Hi @lizduffey, you may also be interested in these related discussions about clinical trials and immunotherapy for pancreatic cancer: https://connect.mayoclinic.org/group/pancreatic-cancer/?search=clinical+trials&index=discussions

The availability and eligibility of cancer clinical trials can be a challenge to figure out. Mayo Clinic offers a service to help you find clinical trials that may be possible for you, your cancer and eligibility. You can contact Mayo Clinic Clinical Cancer Trials to talk to a research coordinator.

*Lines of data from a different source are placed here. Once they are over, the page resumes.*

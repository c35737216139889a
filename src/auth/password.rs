use argon2::{
    Argon2,
    password_hash::{PasswordHash, PasswordHasher, PasswordVerifier, SaltString, rand_core::OsRng},
};

use crate::auth::CryptResult;

pub fn hash_password(password: &str) -> CryptResult<String> {
    let salt = SaltString::generate(&mut OsRng);
    let hash = Argon2::default().hash_password(password.as_bytes(), &salt)?;
    Ok(hash.to_string())
}

/// `Ok(false)` for a wrong password, `Err` only when the stored hash is unreadable.
pub fn verify_password(hash: &str, password: &str) -> CryptResult<bool> {
    let parsed = PasswordHash::new(hash)?;
    match Argon2::default().verify_password(password.as_bytes(), &parsed) {
        Ok(()) => Ok(true),
        Err(argon2::password_hash::Error::Password) => Ok(false),
        Err(e) => Err(e.into()),
    }
}

#[cfg(test)]
mod test {
    use super::*;

    #[test]
    fn hash_and_verify() {
        let hash = hash_password("pw12345678").unwrap();
        assert_ne!(hash, "pw12345678");
        assert!(verify_password(&hash, "pw12345678").unwrap());
        assert!(!verify_password(&hash, "wrong-password").unwrap());
    }

    #[test]
    fn salts_differ() {
        let a = hash_password("same").unwrap();
        let b = hash_password("same").unwrap();
        assert_ne!(a, b);
    }

    #[test]
    fn garbage_hash_is_an_error() {
        assert!(verify_password("not-a-phc-string", "pw").is_err());
    }
}
use std::process::ExitCode;

use clap::{Parser, Subcommand, ValueEnum};
use gyanforge::Config;
use gyanforge::model::entity::{LearningModule, UserEntity, UserEntityCreate};
use gyanforge::model::{CrudRepository, DbConnection, ModelManager};
use gyanforge::web::{AuthenticatedUser, UserRole};

#[derive(Parser, Debug)]
#[command(about = "Admin tool for the GyanForge database", long_about = None)]
pub struct Cli {
    #[command(subcommand)]
    pub command: Commands,
}

#[derive(Subcommand, Debug)]
pub enum Commands {
    /// Manage users
    User {
        #[command(subcommand)]
        action: UserCommands,
    },

    /// Inspect generated modules
    Module {
        #[command(subcommand)]
        action: ModuleCommands,
    },
}

#[derive(ValueEnum, Clone, Copy, Debug)]
pub enum RoleArg {
    User,
    Admin,
}

impl From<RoleArg> for UserRole {
    fn from(value: RoleArg) -> Self {
        match value {
            RoleArg::User => UserRole::User,
            RoleArg::Admin => UserRole::Admin,
        }
    }
}

/// User management
#[derive(Subcommand, Debug)]
pub enum UserCommands {
    Add {
        #[arg(long)]
        email: String,
        #[arg(long)]
        password: String,
        #[arg(long)]
        full_name: Option<String>,
        #[arg(long, value_enum, default_value = "user")]
        role: RoleArg,
    },
    /// Deletes the user with all of their modules and progress
    Delete {
        #[arg(long)]
        email: String,
    },
    List {
        #[arg(long, default_value_t = 50)]
        limit: i64,
        #[arg(long, default_value_t = 0)]
        offset: i64,
    },
}

/// Module management
#[derive(Subcommand, Debug)]
pub enum ModuleCommands {
    List {
        /// Owner of the modules
        #[arg(long)]
        email: String,
        #[arg(long, default_value_t = 50)]
        limit: i64,
    },
}

async fn find_user(mm: &ModelManager, email: &str) -> gyanforge::error::AppResult<Option<UserEntity>> {
    let found = UserEntity::find_by_email(mm, &AuthenticatedUser::admin(), email).await?;
    if found.is_none() {
        eprintln!("No user with email {email}");
    }
    Ok(found)
}

#[tokio::main]
async fn main() -> gyanforge::error::AppResult<ExitCode> {
    let _ = dotenvy::dotenv();
    let args = Cli::parse();

    let config = Config::get_or_init(cfg!(debug_assertions)).await;
    let db_con = DbConnection::connect(config.app().database_uri())?;
    let mm = ModelManager::new(db_con);
    let admin = AuthenticatedUser::admin();

    match args.command {
        Commands::User { action } => match action {
            UserCommands::Add {
                email,
                password,
                full_name,
                role,
            } => {
                let user = UserEntity::create(
                    &mm,
                    &admin,
                    UserEntityCreate {
                        email,
                        password_hash: gyanforge::auth::hash_password(&password)?,
                        full_name,
                        role: role.into(),
                    },
                )
                .await?;
                println!("User created: {} ({}, {})", user.email(), user.id(), user.role());
            }
            UserCommands::Delete { email } => {
                let Some(user) = find_user(&mm, &email).await? else {
                    return Ok(ExitCode::FAILURE);
                };
                let id = user.id();
                user.delete(&mm, &admin).await?;
                println!("User deleted: {email} ({id})");
            }
            UserCommands::List { limit, offset } => {
                let total = UserEntity::count(&mm, &admin).await?;
                for user in UserEntity::list(&mm, &admin, limit, offset).await? {
                    let status = if user.is_active() { "active" } else { "inactive" };
                    println!(
                        "{}\t{}\t{}\t{}\t{}",
                        user.id(),
                        user.email(),
                        user.role(),
                        status,
                        user.created_at().format("%Y-%m-%d %H:%M")
                    );
                }
                println!("{total} user(s) in total");
            }
        },

        Commands::Module { action } => match action {
            ModuleCommands::List { email, limit } => {
                let Some(user) = find_user(&mm, &email).await? else {
                    return Ok(ExitCode::FAILURE);
                };
                let owner = AuthenticatedUser::new(user.id(), user.role());
                for module in LearningModule::list(&mm, &owner, limit, 0).await? {
                    println!(
                        "{}\t{}\t{}\t{} min\t{} question(s)",
                        module.id(),
                        module.title(),
                        module.difficulty(),
                        module.duration_minutes(),
                        module.quiz_questions().len()
                    );
                }
            }
        },
    }

    Ok(ExitCode::SUCCESS)
}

CANCER-RELATED CLINICAL STUDIES QUESTIONS
https://www.mayo.edu/research/clinical-trials
Phone: 855-776-0015 (toll-free)
Contact form https://www.mayo.edu/research/forms/cancer-clinical-trials

Thank you

I am pouring through, and calling, many clinical trials right now. I am on GemAbraxane and awaiting a PET scan next week to truly see how it’s going. My last CAA19-9 was 31, 4 weeks after surgery so we shall see. While these chemo treatments may keep things at bay and allow much of us to live our normal lives a few days after infusion-immunotherapy seems to be the best direction to actually detonate these sneaky cells that can lay dormant . I am looking for these trials.
My current round ends in January so doing some forward thinking. I have made several calls and have more planned-note that some trials showing “open” are not, and be sure to ask/read about allowed conditions -ie which treatments or surgeries already experienced.
Yes-this takes time and I work full time! But I have yet to find a golden resource that KNOWS ALL and can point me in the right direction. Has anyone run across that golden group that knows all on pancreas cancer nationally????????

On immunotherapy: I started Folfirinox treatment together with clinical trial drug Nivolumab, an immunotherapy drug back in Dec. 2021. After 10 treatments with Folfirinox and 5 with Nivolumab, I had the Wipple procedure. Then remission for about 17 months. The cancer came back at the resection site. I am now on Gemcitabine and Abraxane chemo-drug therapy. Praying for best results!